If a line in the entries below contains "RhiDevice", copy it.

▶ Entries shown:
______

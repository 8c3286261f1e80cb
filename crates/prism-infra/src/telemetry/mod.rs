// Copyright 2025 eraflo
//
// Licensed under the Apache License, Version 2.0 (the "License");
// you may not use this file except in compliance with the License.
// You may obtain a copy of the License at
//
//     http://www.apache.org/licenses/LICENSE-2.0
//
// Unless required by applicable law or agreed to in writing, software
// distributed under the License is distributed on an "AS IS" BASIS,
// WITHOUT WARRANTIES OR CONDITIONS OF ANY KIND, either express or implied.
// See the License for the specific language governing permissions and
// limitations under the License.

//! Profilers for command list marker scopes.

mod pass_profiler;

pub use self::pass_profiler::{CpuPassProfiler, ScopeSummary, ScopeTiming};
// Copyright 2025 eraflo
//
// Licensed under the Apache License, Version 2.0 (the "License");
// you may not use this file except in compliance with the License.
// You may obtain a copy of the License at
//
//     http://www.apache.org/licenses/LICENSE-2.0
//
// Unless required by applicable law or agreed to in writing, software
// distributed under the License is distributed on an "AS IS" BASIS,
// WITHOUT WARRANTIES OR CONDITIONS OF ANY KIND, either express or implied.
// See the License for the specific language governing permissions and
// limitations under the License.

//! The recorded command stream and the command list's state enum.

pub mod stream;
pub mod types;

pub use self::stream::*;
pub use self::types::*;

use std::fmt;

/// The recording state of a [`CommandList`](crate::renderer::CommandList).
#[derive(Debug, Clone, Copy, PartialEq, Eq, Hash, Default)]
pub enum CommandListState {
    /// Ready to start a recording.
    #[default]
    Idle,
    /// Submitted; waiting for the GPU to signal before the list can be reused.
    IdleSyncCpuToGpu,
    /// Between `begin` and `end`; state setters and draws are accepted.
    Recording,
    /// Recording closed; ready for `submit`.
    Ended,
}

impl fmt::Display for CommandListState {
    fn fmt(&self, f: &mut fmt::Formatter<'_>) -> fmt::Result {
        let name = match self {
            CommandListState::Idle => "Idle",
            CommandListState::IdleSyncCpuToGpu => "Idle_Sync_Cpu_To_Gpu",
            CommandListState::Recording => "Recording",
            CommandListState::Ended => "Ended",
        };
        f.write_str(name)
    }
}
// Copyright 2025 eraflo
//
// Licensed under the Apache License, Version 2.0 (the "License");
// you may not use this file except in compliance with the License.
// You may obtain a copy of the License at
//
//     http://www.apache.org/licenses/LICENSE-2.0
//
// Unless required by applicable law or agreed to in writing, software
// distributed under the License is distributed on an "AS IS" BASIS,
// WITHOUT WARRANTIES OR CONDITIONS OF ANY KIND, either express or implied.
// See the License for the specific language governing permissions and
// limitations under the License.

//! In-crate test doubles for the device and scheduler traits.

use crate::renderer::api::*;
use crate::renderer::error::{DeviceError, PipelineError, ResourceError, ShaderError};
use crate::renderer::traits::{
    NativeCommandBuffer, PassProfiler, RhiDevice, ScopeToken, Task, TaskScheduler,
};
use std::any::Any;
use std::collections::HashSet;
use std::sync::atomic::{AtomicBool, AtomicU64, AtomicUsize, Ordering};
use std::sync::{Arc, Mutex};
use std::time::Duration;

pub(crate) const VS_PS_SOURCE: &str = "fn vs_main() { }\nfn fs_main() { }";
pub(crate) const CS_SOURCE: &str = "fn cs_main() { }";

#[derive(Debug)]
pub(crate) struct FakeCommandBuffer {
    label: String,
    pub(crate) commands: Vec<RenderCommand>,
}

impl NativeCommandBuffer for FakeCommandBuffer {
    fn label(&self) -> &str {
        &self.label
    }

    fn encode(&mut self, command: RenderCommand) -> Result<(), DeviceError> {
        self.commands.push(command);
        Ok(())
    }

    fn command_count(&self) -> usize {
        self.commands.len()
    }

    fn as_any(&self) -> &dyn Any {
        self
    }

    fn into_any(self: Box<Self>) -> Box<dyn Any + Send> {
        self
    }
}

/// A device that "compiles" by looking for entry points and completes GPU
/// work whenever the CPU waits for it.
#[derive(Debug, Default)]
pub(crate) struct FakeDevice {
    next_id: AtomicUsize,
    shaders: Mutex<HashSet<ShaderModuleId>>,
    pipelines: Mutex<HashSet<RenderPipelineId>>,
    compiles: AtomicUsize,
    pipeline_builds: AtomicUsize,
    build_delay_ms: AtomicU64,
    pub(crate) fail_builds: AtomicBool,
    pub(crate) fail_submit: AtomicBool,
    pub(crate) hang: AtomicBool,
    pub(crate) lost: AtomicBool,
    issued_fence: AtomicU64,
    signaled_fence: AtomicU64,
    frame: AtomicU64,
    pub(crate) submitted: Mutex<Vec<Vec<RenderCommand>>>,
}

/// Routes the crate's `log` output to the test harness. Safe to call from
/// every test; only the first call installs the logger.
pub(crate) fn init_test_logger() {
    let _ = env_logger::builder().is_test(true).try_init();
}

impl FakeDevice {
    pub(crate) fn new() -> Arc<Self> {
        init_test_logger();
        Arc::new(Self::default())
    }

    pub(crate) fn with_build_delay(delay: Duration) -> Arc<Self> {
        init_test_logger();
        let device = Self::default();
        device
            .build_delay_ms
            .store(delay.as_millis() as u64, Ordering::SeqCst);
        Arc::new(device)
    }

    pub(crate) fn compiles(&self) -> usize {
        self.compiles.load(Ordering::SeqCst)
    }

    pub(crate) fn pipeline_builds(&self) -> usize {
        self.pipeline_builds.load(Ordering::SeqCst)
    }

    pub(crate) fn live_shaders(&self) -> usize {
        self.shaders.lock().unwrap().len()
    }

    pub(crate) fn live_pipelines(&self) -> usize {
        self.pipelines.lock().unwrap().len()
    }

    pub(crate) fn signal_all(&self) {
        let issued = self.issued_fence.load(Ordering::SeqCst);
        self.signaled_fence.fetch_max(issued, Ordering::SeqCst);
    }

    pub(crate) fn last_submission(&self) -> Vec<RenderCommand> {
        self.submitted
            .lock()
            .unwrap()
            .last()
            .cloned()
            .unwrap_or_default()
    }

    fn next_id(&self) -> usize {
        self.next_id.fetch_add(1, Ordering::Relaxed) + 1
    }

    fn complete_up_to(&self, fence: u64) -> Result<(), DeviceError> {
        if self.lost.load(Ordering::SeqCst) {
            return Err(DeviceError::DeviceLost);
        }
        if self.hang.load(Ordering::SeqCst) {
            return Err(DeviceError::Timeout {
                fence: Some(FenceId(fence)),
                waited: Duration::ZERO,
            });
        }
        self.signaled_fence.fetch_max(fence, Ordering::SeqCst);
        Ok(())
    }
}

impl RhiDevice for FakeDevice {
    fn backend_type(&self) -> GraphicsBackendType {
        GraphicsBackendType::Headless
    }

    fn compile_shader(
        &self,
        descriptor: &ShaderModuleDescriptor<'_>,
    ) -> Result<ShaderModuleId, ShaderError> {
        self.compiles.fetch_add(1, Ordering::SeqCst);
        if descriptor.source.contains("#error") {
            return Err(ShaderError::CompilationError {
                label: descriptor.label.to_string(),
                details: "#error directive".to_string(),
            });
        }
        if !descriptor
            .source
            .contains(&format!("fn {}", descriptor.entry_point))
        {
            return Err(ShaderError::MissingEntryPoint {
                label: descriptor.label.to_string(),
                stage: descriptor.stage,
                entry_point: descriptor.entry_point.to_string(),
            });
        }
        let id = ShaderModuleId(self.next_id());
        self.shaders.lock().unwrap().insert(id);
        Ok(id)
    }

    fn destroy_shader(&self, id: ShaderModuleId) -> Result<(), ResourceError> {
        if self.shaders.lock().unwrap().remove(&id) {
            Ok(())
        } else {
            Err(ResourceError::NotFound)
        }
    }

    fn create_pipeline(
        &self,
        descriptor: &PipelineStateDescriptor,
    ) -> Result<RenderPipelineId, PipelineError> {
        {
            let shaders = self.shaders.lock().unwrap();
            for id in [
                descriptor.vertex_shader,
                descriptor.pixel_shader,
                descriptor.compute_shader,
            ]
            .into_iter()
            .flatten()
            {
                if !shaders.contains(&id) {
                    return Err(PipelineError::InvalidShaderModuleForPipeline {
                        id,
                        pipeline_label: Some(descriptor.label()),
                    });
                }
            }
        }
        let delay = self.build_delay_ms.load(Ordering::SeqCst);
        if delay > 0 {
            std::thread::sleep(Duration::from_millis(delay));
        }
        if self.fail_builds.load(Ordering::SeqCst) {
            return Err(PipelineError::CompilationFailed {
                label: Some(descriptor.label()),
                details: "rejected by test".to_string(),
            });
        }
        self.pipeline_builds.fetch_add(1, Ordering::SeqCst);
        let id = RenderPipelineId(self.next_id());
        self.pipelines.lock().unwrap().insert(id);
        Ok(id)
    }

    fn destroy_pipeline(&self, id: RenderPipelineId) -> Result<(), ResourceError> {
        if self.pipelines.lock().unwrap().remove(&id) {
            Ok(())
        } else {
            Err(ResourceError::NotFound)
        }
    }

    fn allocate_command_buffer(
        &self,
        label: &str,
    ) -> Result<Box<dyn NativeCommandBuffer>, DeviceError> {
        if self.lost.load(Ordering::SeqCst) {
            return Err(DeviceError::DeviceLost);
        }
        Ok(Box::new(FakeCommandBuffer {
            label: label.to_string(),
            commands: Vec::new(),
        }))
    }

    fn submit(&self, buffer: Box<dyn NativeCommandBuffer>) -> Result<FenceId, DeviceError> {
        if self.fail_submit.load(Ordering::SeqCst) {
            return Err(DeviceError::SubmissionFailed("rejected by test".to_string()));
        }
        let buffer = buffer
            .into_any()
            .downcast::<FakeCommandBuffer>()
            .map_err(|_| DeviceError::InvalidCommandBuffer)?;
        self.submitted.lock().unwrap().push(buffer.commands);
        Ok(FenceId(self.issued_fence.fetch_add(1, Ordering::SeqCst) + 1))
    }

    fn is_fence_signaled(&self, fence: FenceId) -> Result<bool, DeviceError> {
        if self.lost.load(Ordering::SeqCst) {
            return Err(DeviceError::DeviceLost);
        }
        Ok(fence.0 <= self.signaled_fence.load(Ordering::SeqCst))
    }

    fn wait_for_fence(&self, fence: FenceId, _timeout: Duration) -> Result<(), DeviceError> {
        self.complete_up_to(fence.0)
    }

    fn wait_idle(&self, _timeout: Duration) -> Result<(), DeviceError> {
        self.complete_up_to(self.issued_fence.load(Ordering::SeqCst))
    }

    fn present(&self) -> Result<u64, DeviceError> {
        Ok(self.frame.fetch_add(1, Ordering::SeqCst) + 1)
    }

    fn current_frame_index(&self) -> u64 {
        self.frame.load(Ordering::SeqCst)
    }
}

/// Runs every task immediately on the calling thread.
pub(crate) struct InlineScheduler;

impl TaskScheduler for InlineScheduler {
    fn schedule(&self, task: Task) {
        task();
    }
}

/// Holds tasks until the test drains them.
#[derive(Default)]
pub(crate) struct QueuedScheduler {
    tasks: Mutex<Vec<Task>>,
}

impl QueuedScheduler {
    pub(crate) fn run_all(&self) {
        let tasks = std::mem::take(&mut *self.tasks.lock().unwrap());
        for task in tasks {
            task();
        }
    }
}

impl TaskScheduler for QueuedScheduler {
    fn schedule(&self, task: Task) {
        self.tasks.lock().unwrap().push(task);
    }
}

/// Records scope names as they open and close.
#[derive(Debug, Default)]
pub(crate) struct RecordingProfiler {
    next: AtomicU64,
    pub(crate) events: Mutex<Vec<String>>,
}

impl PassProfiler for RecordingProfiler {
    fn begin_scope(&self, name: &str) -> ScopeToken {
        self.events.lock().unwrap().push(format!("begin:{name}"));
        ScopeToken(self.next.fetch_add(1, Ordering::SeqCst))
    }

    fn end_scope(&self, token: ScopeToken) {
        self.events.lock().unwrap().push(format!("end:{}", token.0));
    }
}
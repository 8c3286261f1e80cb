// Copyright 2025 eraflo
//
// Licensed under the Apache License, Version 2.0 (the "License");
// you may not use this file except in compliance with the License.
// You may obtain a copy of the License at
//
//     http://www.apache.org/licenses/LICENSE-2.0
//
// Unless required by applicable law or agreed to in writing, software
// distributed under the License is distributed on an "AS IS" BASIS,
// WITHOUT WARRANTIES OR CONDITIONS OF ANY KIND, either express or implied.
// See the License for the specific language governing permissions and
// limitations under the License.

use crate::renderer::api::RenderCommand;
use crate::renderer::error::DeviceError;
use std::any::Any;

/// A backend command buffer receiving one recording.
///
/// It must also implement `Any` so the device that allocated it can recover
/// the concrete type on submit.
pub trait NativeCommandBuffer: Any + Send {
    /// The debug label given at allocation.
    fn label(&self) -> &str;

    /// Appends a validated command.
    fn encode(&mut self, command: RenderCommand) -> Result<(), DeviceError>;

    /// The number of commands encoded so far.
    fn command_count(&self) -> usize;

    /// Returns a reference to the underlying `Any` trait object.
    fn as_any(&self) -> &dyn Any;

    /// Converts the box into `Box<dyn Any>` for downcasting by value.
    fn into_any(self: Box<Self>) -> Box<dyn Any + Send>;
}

______

▶ Exercise output:
    NativeCommandBuffer, PassProfiler, RhiDevice, ScopeToken, Task, TaskScheduler,
impl RhiDevice for FakeDevice {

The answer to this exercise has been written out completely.